Yep, mine too has more than 10%, probably more like 20-25%, which is kinda why I was hesitant saying it, but some of the days on the above menu look nearer 50%. But I don't think there's a problem with that either as long as poohs are healthy


----------



## Coffee (Jul 31, 2011)

Thanks both 

I completely hear what you're saying re: the amount of bone and I admit yes, his diet is a touch bone heavy. I've considered this myself, to reduce the bone and increase the meat but his poos are great 99% of the time. Yes, he will occasionally (maybe once a week) have quite a crumbly one but he never seems to have trouble going so I didn't know if that was reason enough to reduce the bone content


----------



## dvnbiker (Dec 2, 2009)

you will find that over time you will work out what works for your dogs, I have two that do better on a higher bone content than one of my boys so he will have chunky meat whilst the other two may have a carcuss. You will get there over time and believe me in no time at all you wont even think about it.


----------



## pogo (Jul 25, 2011)

I will say my two have a bone heavy diet alot of the time but thats suits them better then say bone every other day!


----------



## Coffee (Jul 31, 2011)

Thanks all, it's really helpful to get your opinions  Interesting too how many of us seem to feed our dogs quite bone heavy menus 

Am not as skint as I first thought this week  so have been to the butchers this afternoon and bad news, no rabbits still  Poor Alfie! So, bought some racks of lamb ribs instead and also some belly pork.
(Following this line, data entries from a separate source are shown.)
use crate::domain::{FieldCatalog, FieldMap, OwnerId, Period, PredictionRecord};
use crate::projection::{complete_year, YearPlan};
use crate::storage::RecordStore;

use super::{ServiceError, ServiceResult};

/// Which side of a prediction a field belongs to.
#[derive(Debug, Clone, Copy, PartialEq, Eq)]
pub enum FieldSide {
    Income,
    Expense,
}

pub struct PredictionService;

impl PredictionService {
    /// Stores `record`, replacing whatever was saved for its month.
    pub fn save(
        store: &dyn RecordStore,
        record: PredictionRecord,
    ) -> ServiceResult<PredictionRecord> {
        Self::validate_fields("income", &record.income)?;
        Self::validate_fields("expense", &record.expense)?;
        store.upsert_prediction(&record)?;
        tracing::debug!(owner = %record.owner_id, period = %record.period, "prediction saved");
        Ok(record)
    }

    pub fn get(
        store: &dyn RecordStore,
        owner: &OwnerId,
        period: Period,
    ) -> ServiceResult<Option<PredictionRecord>> {
        Ok(store.get_prediction(owner, period)?)
    }

    /// All twelve months of `year`, completed with zeroed months and fields.
    pub fn load_year(
        store: &dyn RecordStore,
        owner: &OwnerId,
        year: i32,
        catalog: &FieldCatalog,
    ) -> ServiceResult<YearPlan> {
        let records = store.list_predictions(owner, year)?;
        complete_year(owner, year, records, catalog).map_err(ServiceError::rejected)
    }

    /// Persists every month of a plan.
    pub fn save_year(store: &dyn RecordStore, plan: &YearPlan) -> ServiceResult<()> {
        for month in plan.months() {
            Self::validate_fields("income", &month.income)?;
            Self::validate_fields("expense", &month.expense)?;
            store.upsert_prediction(month)?;
        }
        Ok(())
    }

    /// Adds a custom field to the whole year and saves it. Returns the derived key.
    pub fn add_custom_field(
        store: &dyn RecordStore,
        owner: &OwnerId,
        year: i32,
        catalog: &FieldCatalog,
        side: FieldSide,
        label: &str,
    ) -> ServiceResult<String> {
        let mut plan = Self::load_year(store, owner, year, catalog)?;
        let key = match side {
            FieldSide::Income => plan.add_custom_income_field(label),
            FieldSide::Expense => plan.add_custom_expense_field(label),
        }
        .map_err(ServiceError::rejected)?;
        Self::save_year(store, &plan)?;
        Ok(key)
    }

    fn validate_fields(side: &str, fields: &FieldMap) -> ServiceResult<()> {
        if fields.keys().any(|key| key.trim().is_empty()) {
            return Err(ServiceError::Invalid(format!("{side} field name is required")));
        }
        match fields
            .raw_iter()
            .find(|(_, value)| !value.is_finite() || *value < 0.0)
        {
            Some((key, value)) => Err(ServiceError::Invalid(format!(
                "{side} `{key}` must be a non-negative number, got {value}"
            ))),
            None => Ok(()),
        }
    }
}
Stupid question alert  but as he's had pigs trotters for the last week or so, can I assume he'll be okay with the belly pork too and just go straight into giving him that? Or should I treat it as a 'seperate' meat and introduce slowly?


----------



## pogo (Jul 25, 2011)

If he has been fine with trotters and no belly upsets then i'd give the belly pork


----------



## Coffee (Jul 31, 2011)

pogo said:


> If he has been fine with trotters and no belly upsets then i'd give the belly pork


Excellent, thanks Pogo 

Even though it's a meat he's already had just in a different form, would you suggest leaving the lamb ribs until next week perhaps, just to make sure the belly pork agrees with him?


----------



## pogo (Jul 25, 2011)

I would add in either the ribs or belly pork this week as a meal then i'd give the other next week, no point rushing things


----------



## Coffee (Jul 31, 2011)

pogo said:


> I would add in either the ribs or belly pork this week as a meal then i'd give the other next week, no point rushing things


I thought so too... thanks again, really appreciate the advice 

Need to go and do some alterations to the menu now what with the lack of rabbit and adding in the belly pork  Yes, it's stuck on my fridge so I know what to take out every morning and evening!


----------



## Dogless (Feb 26, 2010)

There was a spot called Alfie with his owner wrapped round his paw
She thought she'd feed raw; stuck a menu to the fridge door 
Now she's a geek and has street cred no more .


----------



## Coffee (Jul 31, 2011)

Dogless said:


> There was a spot called Alfie with his owner wrapped round his paw
> She thought she'd feed raw; stuck a menu to the fridge door
> Now she's a geek and has street cred no more .


Love it :lol: :lol:


----------



## Coffee (Jul 31, 2011)

This week's menu:

Monday
am 2 chicken carcasses
pm lamb ribs

Tuesday
am chicken mince
pm pigs trotter

Wednesday
am 1/2 packet tripe + 1 carcass
pm belly pork

Thursday
am 1/2 packet tripe + 1 carcass
pm 2 x chicken thighs

Friday
am 2 x chicken carcasses
pm belly pork

Saturday
am 1/2 packet tripe + 1 carcass
pm lamb ribs

Sunday
am 1/2 packet tripe + 1 carcass
pm pigs trotter

Using up all the tripe mince this week as have finally managed to order some tripe chunks from Prize Choice. Not my preferred choice to be honest, would have rather got a whole tripe from DAF but they don't deliver to me  and Raw 2 Go were out of stock.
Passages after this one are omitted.